**Records shown**
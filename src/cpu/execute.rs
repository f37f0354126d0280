//! Execute stage: operand resolution and instruction semantics.
//!
//! Address arithmetic wraps at 16 bits; zero page indexing and the indirect
//! pointer lookups wrap inside page zero. Decimal mode is never consulted.

use crate::bus::Bus;
use crate::cpu::cpu::{CPU, IRQ_VECTOR};
use crate::cpu::decode::Fetched;
use crate::cpu::flags::Status;
use crate::cpu::opcode::{AddressingMode, Instruction};
use crate::cpu::register::Register;
use crate::error::{Error, Result};

impl<B: Bus> CPU<B> {
    /// Run the instruction latched by the last [`CPU::fetch`].
    pub fn execute(&mut self) -> Result<()> {
        let Fetched { op, operand, .. } = self.current.ok_or(Error::NotInitialised)?;
        let mode = op.mode;

        if !op.instruction.accepts(mode) {
            return Err(Error::UnknownOperation(format!(
                "{} with {} addressing",
                op.instruction,
                mode.name()
            )));
        }

        use Instruction::*;
        match op.instruction {
            LDA => {
                let value = self.source_value(mode, operand)?;
                Self::load(&mut self.a, &mut self.status, value);
            }
            LDX => {
                let value = self.source_value(mode, operand)?;
                Self::load(&mut self.x, &mut self.status, value);
            }
            LDY => {
                let value = self.source_value(mode, operand)?;
                Self::load(&mut self.y, &mut self.status, value);
            }
            STA => self.store(mode, operand, self.a.byte())?,
            STX => self.store(mode, operand, self.x.byte())?,
            STY => self.store(mode, operand, self.y.byte())?,

            ADC => {
                let value = self.source_value(mode, operand)?;
                self.add_with_carry(value);
            }
            SBC => {
                let value = self.source_value(mode, operand)?;
                self.add_with_carry(!value);
            }
            AND => {
                let value = self.a.byte() & self.source_value(mode, operand)?;
                Self::load(&mut self.a, &mut self.status, value);
            }
            ORA => {
                let value = self.a.byte() | self.source_value(mode, operand)?;
                Self::load(&mut self.a, &mut self.status, value);
            }
            EOR => {
                let value = self.a.byte() ^ self.source_value(mode, operand)?;
                Self::load(&mut self.a, &mut self.status, value);
            }
            BIT => {
                let value = self.source_value(mode, operand)?;
                self.status.set(Status::NEGATIVE, value & 0x80 != 0);
                self.status.set(Status::OVERFLOW, value & 0x40 != 0);
                self.status.set(Status::ZERO, value & self.a.byte() == 0);
            }
            CMP => {
                let value = self.source_value(mode, operand)?;
                self.compare(self.a.byte(), value);
            }
            CPX => {
                let value = self.source_value(mode, operand)?;
                self.compare(self.x.byte(), value);
            }
            CPY => {
                let value = self.source_value(mode, operand)?;
                self.compare(self.y.byte(), value);
            }

            INC => self.read_modify_write(mode, operand, |_, v| (v.wrapping_add(1), None))?,
            DEC => self.read_modify_write(mode, operand, |_, v| (v.wrapping_sub(1), None))?,
            ASL => self.read_modify_write(mode, operand, |_, v| (v << 1, Some(v & 0x80 != 0)))?,
            LSR => self.read_modify_write(mode, operand, |_, v| (v >> 1, Some(v & 0x01 != 0)))?,
            ROL => self.read_modify_write(mode, operand, |carry, v| {
                ((v << 1) | carry as u8, Some(v & 0x80 != 0))
            })?,
            ROR => self.read_modify_write(mode, operand, |carry, v| {
                ((v >> 1) | ((carry as u8) << 7), Some(v & 0x01 != 0))
            })?,
            INX => Self::step_index(&mut self.x, &mut self.status, 1),
            INY => Self::step_index(&mut self.y, &mut self.status, 1),
            DEX => Self::step_index(&mut self.x, &mut self.status, -1),
            DEY => Self::step_index(&mut self.y, &mut self.status, -1),

            TAX => Self::load(&mut self.x, &mut self.status, self.a.byte()),
            TAY => Self::load(&mut self.y, &mut self.status, self.a.byte()),
            TXA => Self::load(&mut self.a, &mut self.status, self.x.byte()),
            TYA => Self::load(&mut self.a, &mut self.status, self.y.byte()),
            TSX => Self::load(&mut self.x, &mut self.status, self.sp.byte()),
            TXS => self.sp.set(self.x.get()),

            PHA => self.push(self.a.byte())?,
            PLA => {
                let value = self.pop()?;
                Self::load(&mut self.a, &mut self.status, value);
            }
            PHP => self.push((self.status | Status::BREAK).to_stack_byte())?,
            PLP => {
                let p = self.pop()?;
                self.status = Status::from_stack_byte(p) - Status::BREAK;
            }

            CLC => self.status.remove(Status::CARRY),
            SEC => self.status.insert(Status::CARRY),
            CLI => self.status.remove(Status::IRQ_DISABLE),
            SEI => self.status.insert(Status::IRQ_DISABLE),
            CLD => self.status.remove(Status::DECIMAL),
            SED => self.status.insert(Status::DECIMAL),
            CLV => self.status.remove(Status::OVERFLOW),

            JMP => self.jump(mode, operand)?,
            JSR => {
                self.push(self.pc.high())?;
                self.push(self.pc.byte())?;
                self.jump(mode, operand)?;
            }
            RTS => {
                let lo = self.pop()? as u16;
                let hi = self.pop()? as u16;
                self.pc.set((hi << 8) | lo);
            }
            BRK => {
                // Skip the padding byte
                let ret = self.pc.get().wrapping_add(1);
                self.push((ret >> 8) as u8)?;
                self.push(ret as u8)?;
                self.push((self.status | Status::BREAK).to_stack_byte())?;
                self.status.insert(Status::IRQ_DISABLE);
                let target = self.read_word(IRQ_VECTOR)?;
                self.pc.set(target);
            }
            RTI => {
                let p = self.pop()?;
                self.status = Status::from_stack_byte(p) - Status::BREAK;
                let lo = self.pop()? as u16;
                let hi = self.pop()? as u16;
                self.pc.set((hi << 8) | lo);
            }

            BCC => self.branch(!self.status.carry(), operand),
            BCS => self.branch(self.status.carry(), operand),
            BEQ => self.branch(self.status.zero(), operand),
            BNE => self.branch(!self.status.zero(), operand),
            BMI => self.branch(self.status.negative(), operand),
            BPL => self.branch(!self.status.negative(), operand),
            BVC => self.branch(!self.status.overflow(), operand),
            BVS => self.branch(self.status.overflow(), operand),

            NOP => {}
        }

        Ok(())
    }

    /// Address a memory operand refers to.
    pub fn effective_address(&mut self, mode: AddressingMode, operand: u16) -> Result<u16> {
        let x = self.x.get();
        let y = self.y.get();
        let addr = match mode {
            AddressingMode::ZeroPage => operand & 0xFF,
            AddressingMode::ZeroPageX => operand.wrapping_add(x) & 0xFF,
            AddressingMode::ZeroPageY => operand.wrapping_add(y) & 0xFF,
            AddressingMode::Absolute => operand,
            AddressingMode::AbsoluteX => operand.wrapping_add(x),
            AddressingMode::AbsoluteY => operand.wrapping_add(y),
            AddressingMode::IndirectXPre => {
                let ptr = operand.wrapping_add(x) & 0xFF;
                self.read_zero_page_word(ptr as u8)?
            }
            AddressingMode::IndirectYPost => {
                let base = self.read_zero_page_word(operand as u8)?;
                base.wrapping_add(y)
            }
            _ => {
                return Err(Error::UnknownOperation(format!(
                    "no effective address for {} addressing",
                    mode.name()
                )));
            }
        };
        Ok(addr)
    }

    /// The byte an instruction operates on.
    pub fn source_value(&mut self, mode: AddressingMode, operand: u16) -> Result<u8> {
        match mode {
            AddressingMode::Immediate => Ok(operand as u8),
            AddressingMode::Accumulator => Ok(self.a.byte()),
            _ => {
                let addr = self.effective_address(mode, operand)?;
                self.bus.read(addr)
            }
        }
    }

    fn store(&mut self, mode: AddressingMode, operand: u16, value: u8) -> Result<()> {
        let addr = self.effective_address(mode, operand)?;
        self.bus.write(addr, value)
    }

    /// Shared by the shifts, rotates and memory INC/DEC. `op` gets the carry
    /// in and the value, and returns the result plus the carry out, if any.
    fn read_modify_write<F>(&mut self, mode: AddressingMode, operand: u16, op: F) -> Result<()>
    where
        F: FnOnce(bool, u8) -> (u8, Option<bool>),
    {
        let (value, addr) = if mode == AddressingMode::Accumulator {
            (self.a.byte(), None)
        } else {
            let addr = self.effective_address(mode, operand)?;
            (self.bus.read(addr)?, Some(addr))
        };

        let (result, carry) = op(self.status.carry(), value);
        if let Some(carry) = carry {
            self.status.set(Status::CARRY, carry);
        }
        self.status.update_zero_and_negative(result);

        match addr {
            Some(addr) => self.bus.write(addr, result),
            None => {
                self.a.set(result as u16);
                Ok(())
            }
        }
    }

    fn add_with_carry(&mut self, value: u8) {
        let a = self.a.get();
        let s = value as u16;
        let r = a + s + self.status.carry() as u16;

        self.status.set_carry_from(r);
        self.status.set_zero_from(r);
        self.status.set_negative_from(r);
        self.status.set_overflow_from(!(a ^ s) & (a ^ r) & 0x80);

        self.a.set(r);
    }

    fn compare(&mut self, register: u8, value: u8) {
        self.status.set(Status::CARRY, register >= value);
        self.status
            .update_zero_and_negative(register.wrapping_sub(value));
    }

    fn step_index(register: &mut Register, status: &mut Status, delta: i8) {
        register.set(register.get().wrapping_add_signed(delta as i16));
        status.update_zero_and_negative(register.byte());
    }

    /// Register write that owns Z and N.
    fn load(register: &mut Register, status: &mut Status, value: u8) {
        register.set(value as u16);
        status.update_zero_and_negative(value);
    }

    fn jump(&mut self, mode: AddressingMode, operand: u16) -> Result<()> {
        let target = match mode {
            AddressingMode::Relative => self.relative_target(operand),
            AddressingMode::Absolute => operand,
            AddressingMode::Indirect => {
                // The high byte is fetched without carrying into the next page.
                let lo = self.bus.read(operand)? as u16;
                let hi_addr = (operand & 0xFF00) | (operand.wrapping_add(1) & 0x00FF);
                let hi = self.bus.read(hi_addr)? as u16;
                (hi << 8) | lo
            }
            _ => {
                return Err(Error::UnknownOperation(format!(
                    "JMP with {} addressing",
                    mode.name()
                )));
            }
        };
        self.pc.set(target);
        Ok(())
    }

    fn branch(&mut self, condition: bool, operand: u16) {
        if condition {
            let target = self.relative_target(operand);
            self.pc.set(target);
        }
    }

    fn relative_target(&self, operand: u16) -> u16 {
        let offset = operand as u8 as i8;
        self.pc.get().wrapping_add_signed(offset as i16)
    }

    pub(crate) fn push(&mut self, value: u8) -> Result<()> {
        self.bus.write(self.stack_address(), value)?;
        self.sp.decrement(1)
    }

    pub(crate) fn pop(&mut self) -> Result<u8> {
        self.sp.increment(1)?;
        self.bus.read(self.stack_address())
    }

    fn read_word(&mut self, addr: u16) -> Result<u16> {
        let lo = self.bus.read(addr)? as u16;
        let hi = self.bus.read(addr.wrapping_add(1))? as u16;
        Ok((hi << 8) | lo)
    }

    fn read_zero_page_word(&mut self, ptr: u8) -> Result<u16> {
        let lo = self.bus.read(ptr as u16)? as u16;
        let hi = self.bus.read(ptr.wrapping_add(1) as u16)? as u16;
        Ok((hi << 8) | lo)
    }
}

**Prompt**
List all lines in the material containing the string "match".

**Finished task**
        match op.instruction {
        let addr = match mode {
        match mode {
        match addr {
        let target = match mode {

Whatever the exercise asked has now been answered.